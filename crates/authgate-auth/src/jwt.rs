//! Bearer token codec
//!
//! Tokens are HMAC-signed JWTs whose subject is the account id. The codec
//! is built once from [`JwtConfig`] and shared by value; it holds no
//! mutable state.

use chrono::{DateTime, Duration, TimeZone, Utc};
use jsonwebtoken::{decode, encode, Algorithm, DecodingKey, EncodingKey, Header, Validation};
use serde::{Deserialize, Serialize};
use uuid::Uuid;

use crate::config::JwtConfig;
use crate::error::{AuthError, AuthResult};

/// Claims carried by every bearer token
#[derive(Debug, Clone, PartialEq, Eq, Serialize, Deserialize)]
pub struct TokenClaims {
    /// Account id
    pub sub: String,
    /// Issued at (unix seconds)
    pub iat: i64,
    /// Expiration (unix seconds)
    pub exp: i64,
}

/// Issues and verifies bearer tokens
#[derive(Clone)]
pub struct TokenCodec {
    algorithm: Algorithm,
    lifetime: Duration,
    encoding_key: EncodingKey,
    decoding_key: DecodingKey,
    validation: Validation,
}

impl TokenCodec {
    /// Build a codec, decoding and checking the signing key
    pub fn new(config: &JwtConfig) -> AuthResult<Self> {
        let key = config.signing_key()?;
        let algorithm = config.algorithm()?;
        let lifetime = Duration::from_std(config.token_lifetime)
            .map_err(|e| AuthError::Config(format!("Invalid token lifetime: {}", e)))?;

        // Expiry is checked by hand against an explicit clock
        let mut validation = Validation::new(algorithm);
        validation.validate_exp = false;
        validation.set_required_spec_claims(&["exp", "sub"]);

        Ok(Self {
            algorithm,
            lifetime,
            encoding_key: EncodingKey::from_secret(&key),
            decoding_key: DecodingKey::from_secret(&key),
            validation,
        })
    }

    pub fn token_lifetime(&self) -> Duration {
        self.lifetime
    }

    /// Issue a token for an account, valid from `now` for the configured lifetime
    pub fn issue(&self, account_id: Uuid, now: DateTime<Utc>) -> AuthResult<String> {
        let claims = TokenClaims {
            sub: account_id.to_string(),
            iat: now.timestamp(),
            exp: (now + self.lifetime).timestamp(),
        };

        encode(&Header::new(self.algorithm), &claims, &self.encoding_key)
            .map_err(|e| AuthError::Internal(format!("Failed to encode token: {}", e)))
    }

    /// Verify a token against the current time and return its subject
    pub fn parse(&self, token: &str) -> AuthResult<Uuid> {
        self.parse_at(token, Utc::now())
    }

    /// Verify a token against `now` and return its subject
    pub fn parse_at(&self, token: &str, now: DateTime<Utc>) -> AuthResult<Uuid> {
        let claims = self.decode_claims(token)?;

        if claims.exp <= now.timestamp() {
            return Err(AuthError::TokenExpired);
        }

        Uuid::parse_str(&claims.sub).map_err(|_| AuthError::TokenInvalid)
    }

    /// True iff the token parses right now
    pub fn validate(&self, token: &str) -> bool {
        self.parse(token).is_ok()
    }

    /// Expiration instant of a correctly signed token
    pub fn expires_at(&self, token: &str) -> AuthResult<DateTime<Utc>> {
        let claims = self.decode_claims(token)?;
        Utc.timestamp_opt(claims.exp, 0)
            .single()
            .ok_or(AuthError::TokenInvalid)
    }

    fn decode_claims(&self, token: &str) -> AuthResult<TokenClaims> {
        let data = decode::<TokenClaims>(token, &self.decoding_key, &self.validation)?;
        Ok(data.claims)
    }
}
--- --- ---
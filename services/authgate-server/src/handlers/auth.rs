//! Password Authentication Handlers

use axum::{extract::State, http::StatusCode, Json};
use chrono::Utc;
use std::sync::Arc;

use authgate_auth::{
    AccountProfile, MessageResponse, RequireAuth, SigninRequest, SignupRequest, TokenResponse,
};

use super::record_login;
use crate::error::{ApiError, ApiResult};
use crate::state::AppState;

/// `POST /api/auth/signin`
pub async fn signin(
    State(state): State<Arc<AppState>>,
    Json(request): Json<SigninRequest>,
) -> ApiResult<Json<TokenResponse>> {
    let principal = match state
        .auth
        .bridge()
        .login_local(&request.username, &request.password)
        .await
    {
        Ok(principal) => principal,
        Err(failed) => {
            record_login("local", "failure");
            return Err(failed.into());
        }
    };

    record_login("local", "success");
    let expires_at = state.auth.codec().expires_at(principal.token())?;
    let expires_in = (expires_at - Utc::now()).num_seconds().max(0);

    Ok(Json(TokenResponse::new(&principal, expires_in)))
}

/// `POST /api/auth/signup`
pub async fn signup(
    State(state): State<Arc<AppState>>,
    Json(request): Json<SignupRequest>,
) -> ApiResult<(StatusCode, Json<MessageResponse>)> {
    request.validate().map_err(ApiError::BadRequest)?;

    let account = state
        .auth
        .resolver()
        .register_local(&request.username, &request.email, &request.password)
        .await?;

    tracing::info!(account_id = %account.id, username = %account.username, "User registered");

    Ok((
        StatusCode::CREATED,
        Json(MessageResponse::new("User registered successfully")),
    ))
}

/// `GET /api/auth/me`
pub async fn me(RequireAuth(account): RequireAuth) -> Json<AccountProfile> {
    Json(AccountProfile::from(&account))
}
--- --- ---
Going through the entries, return every line holding the word "TokenInvalid".

        Uuid::parse_str(&claims.sub).map_err(|_| AuthError::TokenInvalid)
            .ok_or(AuthError::TokenInvalid)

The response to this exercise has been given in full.